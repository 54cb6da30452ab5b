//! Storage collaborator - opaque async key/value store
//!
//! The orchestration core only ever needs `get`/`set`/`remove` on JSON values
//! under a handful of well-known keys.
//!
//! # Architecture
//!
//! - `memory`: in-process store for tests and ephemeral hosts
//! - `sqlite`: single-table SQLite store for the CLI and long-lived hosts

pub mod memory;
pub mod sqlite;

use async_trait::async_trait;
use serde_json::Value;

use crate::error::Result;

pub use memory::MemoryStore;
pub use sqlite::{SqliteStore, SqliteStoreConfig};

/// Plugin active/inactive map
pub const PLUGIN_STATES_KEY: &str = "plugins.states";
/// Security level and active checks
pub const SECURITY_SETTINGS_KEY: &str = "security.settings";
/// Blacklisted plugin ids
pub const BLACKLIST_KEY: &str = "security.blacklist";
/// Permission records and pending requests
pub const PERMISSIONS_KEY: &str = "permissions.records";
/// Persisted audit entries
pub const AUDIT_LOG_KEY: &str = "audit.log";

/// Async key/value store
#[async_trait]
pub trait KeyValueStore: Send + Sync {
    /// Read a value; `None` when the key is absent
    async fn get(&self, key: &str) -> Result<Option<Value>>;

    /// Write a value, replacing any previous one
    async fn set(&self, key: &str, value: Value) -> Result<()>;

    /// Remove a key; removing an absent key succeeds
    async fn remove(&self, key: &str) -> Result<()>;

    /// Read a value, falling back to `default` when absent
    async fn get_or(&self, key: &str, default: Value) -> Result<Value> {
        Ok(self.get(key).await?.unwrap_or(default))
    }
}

==

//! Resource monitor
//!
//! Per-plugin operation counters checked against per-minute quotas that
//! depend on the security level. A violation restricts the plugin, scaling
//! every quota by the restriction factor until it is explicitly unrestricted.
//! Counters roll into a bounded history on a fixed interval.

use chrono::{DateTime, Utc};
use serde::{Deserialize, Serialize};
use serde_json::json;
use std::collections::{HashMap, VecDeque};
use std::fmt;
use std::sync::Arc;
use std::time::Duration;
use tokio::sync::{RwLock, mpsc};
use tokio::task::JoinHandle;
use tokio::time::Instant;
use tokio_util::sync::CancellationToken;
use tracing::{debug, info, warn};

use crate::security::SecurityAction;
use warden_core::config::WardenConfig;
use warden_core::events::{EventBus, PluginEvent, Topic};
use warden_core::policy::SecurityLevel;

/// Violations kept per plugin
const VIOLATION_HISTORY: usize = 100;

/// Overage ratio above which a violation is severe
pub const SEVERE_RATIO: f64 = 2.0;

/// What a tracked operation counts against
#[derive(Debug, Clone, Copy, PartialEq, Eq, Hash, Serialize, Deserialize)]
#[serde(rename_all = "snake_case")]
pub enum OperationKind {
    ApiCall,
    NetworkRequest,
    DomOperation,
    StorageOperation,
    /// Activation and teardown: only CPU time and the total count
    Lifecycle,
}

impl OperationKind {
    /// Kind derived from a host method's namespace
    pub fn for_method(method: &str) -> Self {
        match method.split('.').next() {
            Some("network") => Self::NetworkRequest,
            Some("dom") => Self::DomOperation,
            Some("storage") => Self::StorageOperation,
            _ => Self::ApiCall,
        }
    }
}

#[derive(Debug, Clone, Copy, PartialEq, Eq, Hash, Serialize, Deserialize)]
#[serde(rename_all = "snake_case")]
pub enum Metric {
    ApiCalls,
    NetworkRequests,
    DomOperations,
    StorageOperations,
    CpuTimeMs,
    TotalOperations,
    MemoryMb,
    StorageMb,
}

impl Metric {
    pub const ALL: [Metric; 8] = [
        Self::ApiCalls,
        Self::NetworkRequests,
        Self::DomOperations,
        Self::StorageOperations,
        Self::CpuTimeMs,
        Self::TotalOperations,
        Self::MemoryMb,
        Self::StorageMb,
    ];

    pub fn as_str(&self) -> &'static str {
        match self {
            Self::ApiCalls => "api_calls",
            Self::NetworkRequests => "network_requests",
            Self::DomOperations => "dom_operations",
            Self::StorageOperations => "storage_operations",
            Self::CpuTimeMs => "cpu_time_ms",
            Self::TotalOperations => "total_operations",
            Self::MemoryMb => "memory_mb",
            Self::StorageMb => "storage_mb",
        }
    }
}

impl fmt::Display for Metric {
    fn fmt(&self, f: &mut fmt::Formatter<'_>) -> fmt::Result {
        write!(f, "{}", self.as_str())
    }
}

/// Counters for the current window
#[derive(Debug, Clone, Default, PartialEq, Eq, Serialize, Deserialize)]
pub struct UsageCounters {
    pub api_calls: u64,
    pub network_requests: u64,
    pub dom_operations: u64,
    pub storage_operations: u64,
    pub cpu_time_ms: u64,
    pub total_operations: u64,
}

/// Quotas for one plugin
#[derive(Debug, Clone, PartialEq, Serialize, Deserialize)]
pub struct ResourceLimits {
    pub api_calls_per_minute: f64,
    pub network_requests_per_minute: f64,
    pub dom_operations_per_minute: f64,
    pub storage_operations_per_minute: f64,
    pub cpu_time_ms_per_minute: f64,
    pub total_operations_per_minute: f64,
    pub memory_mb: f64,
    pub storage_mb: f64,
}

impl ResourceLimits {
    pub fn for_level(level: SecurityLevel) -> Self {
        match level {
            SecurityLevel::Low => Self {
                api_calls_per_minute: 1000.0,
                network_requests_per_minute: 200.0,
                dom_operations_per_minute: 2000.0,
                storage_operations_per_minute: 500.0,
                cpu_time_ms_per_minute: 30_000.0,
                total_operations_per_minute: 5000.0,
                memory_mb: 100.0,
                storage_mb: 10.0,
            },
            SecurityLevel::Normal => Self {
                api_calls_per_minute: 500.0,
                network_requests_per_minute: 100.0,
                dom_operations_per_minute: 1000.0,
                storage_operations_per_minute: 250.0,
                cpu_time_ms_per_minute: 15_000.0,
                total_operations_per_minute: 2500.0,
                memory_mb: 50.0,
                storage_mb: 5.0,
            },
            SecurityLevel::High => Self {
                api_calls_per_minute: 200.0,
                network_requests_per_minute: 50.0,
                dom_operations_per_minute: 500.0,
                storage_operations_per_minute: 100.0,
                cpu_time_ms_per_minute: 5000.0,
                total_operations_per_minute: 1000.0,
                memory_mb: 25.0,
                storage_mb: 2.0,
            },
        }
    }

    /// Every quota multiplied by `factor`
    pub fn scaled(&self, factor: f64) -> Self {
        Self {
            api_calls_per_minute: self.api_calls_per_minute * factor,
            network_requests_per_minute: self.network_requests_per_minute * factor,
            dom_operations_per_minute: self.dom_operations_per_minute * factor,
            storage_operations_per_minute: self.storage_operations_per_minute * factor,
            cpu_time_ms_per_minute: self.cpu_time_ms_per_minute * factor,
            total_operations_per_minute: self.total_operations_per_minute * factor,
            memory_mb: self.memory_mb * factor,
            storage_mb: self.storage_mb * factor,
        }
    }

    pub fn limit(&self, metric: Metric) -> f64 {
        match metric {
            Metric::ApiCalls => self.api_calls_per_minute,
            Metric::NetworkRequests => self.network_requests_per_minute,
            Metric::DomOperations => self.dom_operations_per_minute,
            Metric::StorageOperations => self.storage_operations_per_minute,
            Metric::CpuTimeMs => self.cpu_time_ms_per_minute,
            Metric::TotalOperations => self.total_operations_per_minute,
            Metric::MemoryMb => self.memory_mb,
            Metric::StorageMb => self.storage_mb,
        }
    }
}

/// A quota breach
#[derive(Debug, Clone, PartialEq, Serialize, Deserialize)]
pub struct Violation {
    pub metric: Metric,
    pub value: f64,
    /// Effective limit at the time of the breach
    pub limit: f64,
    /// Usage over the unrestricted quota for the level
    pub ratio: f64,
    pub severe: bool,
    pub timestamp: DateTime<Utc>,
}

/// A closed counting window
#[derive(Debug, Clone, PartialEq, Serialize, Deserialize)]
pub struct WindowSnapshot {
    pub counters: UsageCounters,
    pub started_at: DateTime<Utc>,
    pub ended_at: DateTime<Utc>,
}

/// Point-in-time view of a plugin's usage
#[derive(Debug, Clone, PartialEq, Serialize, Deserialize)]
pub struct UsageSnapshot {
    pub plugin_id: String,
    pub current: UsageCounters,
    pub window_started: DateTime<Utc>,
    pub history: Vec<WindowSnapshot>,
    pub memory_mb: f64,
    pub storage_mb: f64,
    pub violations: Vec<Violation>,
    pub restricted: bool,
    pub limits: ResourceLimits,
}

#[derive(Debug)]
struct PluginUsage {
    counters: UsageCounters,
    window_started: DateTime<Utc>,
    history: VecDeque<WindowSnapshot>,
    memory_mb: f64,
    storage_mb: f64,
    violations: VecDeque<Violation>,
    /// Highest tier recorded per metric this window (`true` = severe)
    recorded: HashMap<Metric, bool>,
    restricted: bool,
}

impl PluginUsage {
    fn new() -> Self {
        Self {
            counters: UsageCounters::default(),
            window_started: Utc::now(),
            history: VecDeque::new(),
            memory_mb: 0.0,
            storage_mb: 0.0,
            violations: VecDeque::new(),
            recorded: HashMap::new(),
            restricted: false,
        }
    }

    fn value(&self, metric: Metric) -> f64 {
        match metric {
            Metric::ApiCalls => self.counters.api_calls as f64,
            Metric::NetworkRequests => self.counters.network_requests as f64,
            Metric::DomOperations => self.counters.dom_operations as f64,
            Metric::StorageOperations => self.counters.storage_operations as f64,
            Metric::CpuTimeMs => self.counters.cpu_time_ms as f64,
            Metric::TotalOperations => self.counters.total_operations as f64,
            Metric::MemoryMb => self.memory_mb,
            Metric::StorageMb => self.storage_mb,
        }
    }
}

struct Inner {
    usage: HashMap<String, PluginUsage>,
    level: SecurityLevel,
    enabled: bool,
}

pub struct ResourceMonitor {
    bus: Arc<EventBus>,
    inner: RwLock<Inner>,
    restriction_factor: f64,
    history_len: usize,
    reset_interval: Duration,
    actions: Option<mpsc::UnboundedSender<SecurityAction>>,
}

(Task directions): Beginning with the line holding "repository 54cb6da30452ab5b" and ending with the line holding "pub use memory::MemoryStore;", write out the stretch of material above exactly; add no further lines.

(Written solution):
repository 54cb6da30452ab5b
//! Storage collaborator - opaque async key/value store
//!
//! The orchestration core only ever needs `get`/`set`/`remove` on JSON values
//! under a handful of well-known keys.
//!
//! # Architecture
//!
//! - `memory`: in-process store for tests and ephemeral hosts
//! - `sqlite`: single-table SQLite store for the CLI and long-lived hosts

pub mod memory;
pub mod sqlite;

use async_trait::async_trait;
use serde_json::Value;

use crate::error::Result;

pub use memory::MemoryStore;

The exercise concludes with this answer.